BURNING
*****
Director: Lee Chang-dong
Screenwriters: Lee Chang-dong and Oh Jung-mi, based on the short story Barn Burning by Haruki Murakami.
Principal cast:
Ah-in Yoo
Steven Yeun
Jong-seo Jun
Country: South Korea/Japan
Classification: M
Runtime: 148 mins.
Australian release date: 18 April 2019
Previewed at: Palace Central, Sydney, on 25 March 2019.
Burning is the first film from South Korean director/writer Lee Chang-dong since Poetry in 2010. It’s been a long time between drinks but his latest effort will certainly slake your thirst for his brand of quality, thoughtful cinema. It deservedly won the International Critics Award (the FIPRESCI Prize) at the 2018 Cannes Film Festival and has picked up many other awards at festivals around the world.
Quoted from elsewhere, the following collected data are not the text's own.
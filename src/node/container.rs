use std::ops::AddAssign;
use tracing::{debug, instrument};

use super::{Node, Render};
use crate::{
    attributes::{AttrValue, Attributes},
    error::Result,
    render::{render_tag, RenderConfig},
};

/// A generic tag holding attributes and an ordered list of children.
///
/// Children can only be appended. They are rendered in insertion order, each
/// one indented a level deeper than this tag.
#[derive(Debug, Clone, PartialEq, Eq)]
pub struct Container {
    name: String,
    attributes: Attributes,
    children: Vec<Node>,
    rendered: Option<String>,
    config: RenderConfig,
}

impl Container {
    pub fn new(name: impl Into<String>) -> Self {
        Self {
            name: name.into(),
            attributes: Attributes::new(),
            children: Vec::new(),
            rendered: None,
            config: RenderConfig::default(),
        }
    }

    /// Adds an attribute; an existing key keeps its position.
    pub fn attr(mut self, key: impl Into<String>, value: impl Into<AttrValue>) -> Self {
        self.set_attr(key, value);
        self
    }

    /// Renders with `config` instead of the defaults.
    pub fn config(mut self, config: RenderConfig) -> Self {
        self.config = config;
        self
    }

    pub fn set_attr(&mut self, key: impl Into<String>, value: impl Into<AttrValue>) {
        self.attributes.set(key, value);
    }

    /// Appends `child` after the existing children.
    pub fn append(&mut self, child: impl Into<Node>) -> &mut Self {
        self.children.push(child.into());
        self
    }

    pub fn name(&self) -> &str {
        &self.name
    }

    pub fn attributes(&self) -> &Attributes {
        &self.attributes
    }

    pub fn children(&self) -> &[Node] {
        &self.children
    }

    pub fn render_config(&self) -> &RenderConfig {
        &self.config
    }

    /// Renders this tag with `leading` placed before the stored children.
    pub(crate) fn render_with_leading(&mut self, leading: Option<&dyn Render>) -> Result<()> {
        let children = leading
            .into_iter()
            .chain(self.children.iter().map(as_render));
        let rendered = render_tag(&self.name, &self.attributes, children, &self.config)?;
        debug!(tag = %self.name, bytes = rendered.len(), "Rendered tag");
        self.rendered = Some(rendered);
        Ok(())
    }

    pub(crate) fn set_rendered(&mut self, rendered: String) {
        self.rendered = Some(rendered);
    }
}

fn as_render(node: &Node) -> &dyn Render {
    node
}

impl Render for Container {
    fn rendered(&self) -> Option<&str> {
        self.rendered.as_deref()
    }

    #[instrument(level = "trace", skip(self), fields(tag = %self.name))]
    fn render(&mut self) -> Result<()> {
        self.render_with_leading(None)
    }
}

impl<N: Into<Node>> AddAssign<N> for Container {
    fn add_assign(&mut self, child: N) {
        self.append(child);
    }
}

#[cfg(test)]
mod tests {
    use super::*;
    use crate::{
        error::{HtmlErrorKind, RenderError},
        node::{Element, TextLeaf},
    };

    #[test]
    fn renders_nothing_until_asked() {
        let head = Container::new("head");
        assert_eq!(head.rendered(), None);
    }

    #[test]
    fn childless_container_renders_on_one_line() {
        let mut body = Container::new("body").attr("class", "page");
        assert!(body.render().is_ok());
        assert_eq!(body.rendered(), Some(r#"<body class="page"></body>"#));
    }

    #[test]
    fn append_chains_and_keeps_order() {
        let mut list = Container::new("ul");
        list.append(TextLeaf::new("a"))
            .append(TextLeaf::new("b"))
            .append("c");
        assert!(list.render().is_ok());
        assert_eq!(list.rendered(), Some("<ul>\n    a\n    b\n    c\n</ul>"));
    }

    #[test]
    fn add_assign_appends() {
        let mut head = Container::new("head");
        let mut title = Element::new("title").text("hello");
        assert!(title.render().is_ok());
        head += title;
        assert_eq!(head.children().len(), 1);
    }

    #[test]
    fn nested_children_indent_per_level() {
        let mut inner = Container::new("section");
        inner += "deep";
        assert!(inner.render().is_ok());

        let mut outer = Container::new("main");
        outer += inner;
        assert!(outer.render().is_ok());

        assert_eq!(
            outer.rendered(),
            Some("<main>\n    <section>\n        deep\n    </section>\n</main>")
        );
    }

    #[test]
    fn strict_render_rejects_unrendered_child() {
        let mut body = Container::new("body");
        body += Container::new("div");

        let err = body.render().err();
        assert_eq!(
            err.as_ref().map(|e| e.kind()),
            Some(&HtmlErrorKind::Render(RenderError::UnrenderedChild {
                parent: "body".to_string(),
                index: 0,
            }))
        );
        assert_eq!(body.rendered(), None);
    }

    #[test]
    fn permissive_render_treats_unrendered_child_as_empty() {
        let config = RenderConfig {
            strict: false,
            ..RenderConfig::default()
        };
        let mut body = Container::new("body").config(config);
        body += Container::new("div");
        assert_eq!(body.render_config(), &config);

        assert!(body.render().is_ok());
        assert_eq!(body.rendered(), Some("<body></body>"));
    }

    #[test]
    fn render_twice_is_identical() {
        let mut div = Container::new("div").attr("id", "x");
        div += "text";
        assert!(div.render().is_ok());
        let first = div.rendered().map(str::to_string);
        assert!(div.render().is_ok());
        assert_eq!(div.rendered().map(str::to_string), first);
    }
}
It’s easy to see why. Loosely based on Barn Burning, a short story by the great Japanese author Haruki Murakami, which in turn was influenced by an eponymous work written by William Faulkner in 1939, Burning transposes the action to Seoul and the border region adjacent to North Korea, where two of the protagonists were born and raised. At times, you can hear the DPRK’s propaganda broadcasts in the background. It’s a netherworld in which you’re never quite sure where you stand, nor indeed understand clearly the motivations and actions of the main characters. Lee has an oblique, ambiguous way of regarding his subjects.
One day in Seoul, courier and wannabe author Jongsu (Ah-in Yoo) runs into a childhood friend from his hometown, Haemi (Jong-seo Jun), and soon develops a crush on the free-spirited young woman. So, when she announces that she is off to Africa for an encounter with the Kalahari Bushmen, he readily agrees to make daily visits to her apartment to feed her cat. When he drives to the airport to pick her up on her return, he is crushed and somewhat mystified to find that she is in the company of the suave, Jay Gatsby-like Ben (Steven Yeun). Ben’s an enigma - he’s obviously very rich but doesn’t appear to work, has a hyper-neat apartment in the city, and moves in a scene that is cultured, educated and wealthy - and Haemi is in thrall to him. He seems to have no history and is totally unlike anyone she and Jongsu have previously encountered, as they both come from impoverished, working-class backgrounds. The odd threesome starts to hang out together and Ben introduces his new acquaintances to marijuana, a product that is extremely hard to come by in South Korea. While stoned one day, he reveals a strange secret to Jongsu, and the frustrated writer’s world is turned upside-down. When, not long after, Haemi goes missing, Jongsu becomes obsessed with finding out what has happened to her, while Ben just says she was prone to doing things like that. Indeed, she once said to Jongsu, “I just want to disappear, like I never existed”.
Lee Chang-dong’s and Oh Jung-mi’s Burning screenplay smoulders (no pun intended). It unfolds slowly and inexorably, building to a fiery, dramatic climax. It’s an unusual concept. Oh explains, “I first met director Lee Chang-dong in the film school in 2010 and learned storytelling from him. He taught us that we do not come up with a good story, but rather come across it. Like living organisms, good stories wander around us, and if we have the [sic] discerning eyes, we would finally recognise them”. For five years, the writers kicked around various ideas but none of them stood out. “We couldn’t quite answer why they ‘had’ to be made into films. It felt as though we were going around in circles, looking for an uncharted road. Just when we were getting too weary from the waiting, we stumbled upon Haruki Murakami’s short story Barn Burning”. It’s a mysterious scenario in which nothing really happens - until it does - and you can see why it attracted Lee and Oh. It’s also highly cinematic and cinematographer Hong Kyung-pyo has admirably captured the strangeness of the landscape and the story. Wonderfully augmenting this unnerving plot is an unusual, original score by Mowg, aka Korean composer Lee Sung-hyun.
Another of the great strengths of Burning is the superb casting. The three leads are outstanding. Many people will recognise Steven Yeun from television’s The Walking Dead series and Bong Joon-ho’s Okja, and Ah-in Yoo is also well-known in the Korean film industry, but this is Jong-seo Jun’s debut performance and she’s a knockout. She beautifully portrays Haemi’s singular combination of innocence and boldness and, based on her skills on display here, has a big future in cinema. This masterful work is full of false leads, red herrings and a sense of never being quite sure what is illusory and what is real. Its measured pace is deceiving so pay attention because every detail counts; you’ll be amply rewarded. Lee’s film also raises issues about class distinction, genetic influence on behaviour, the questing uncertainty of youth, love, jealousy, anger and revenge. In short, the human condition. It’s a magnificent achievement and one of the best films of the year to date.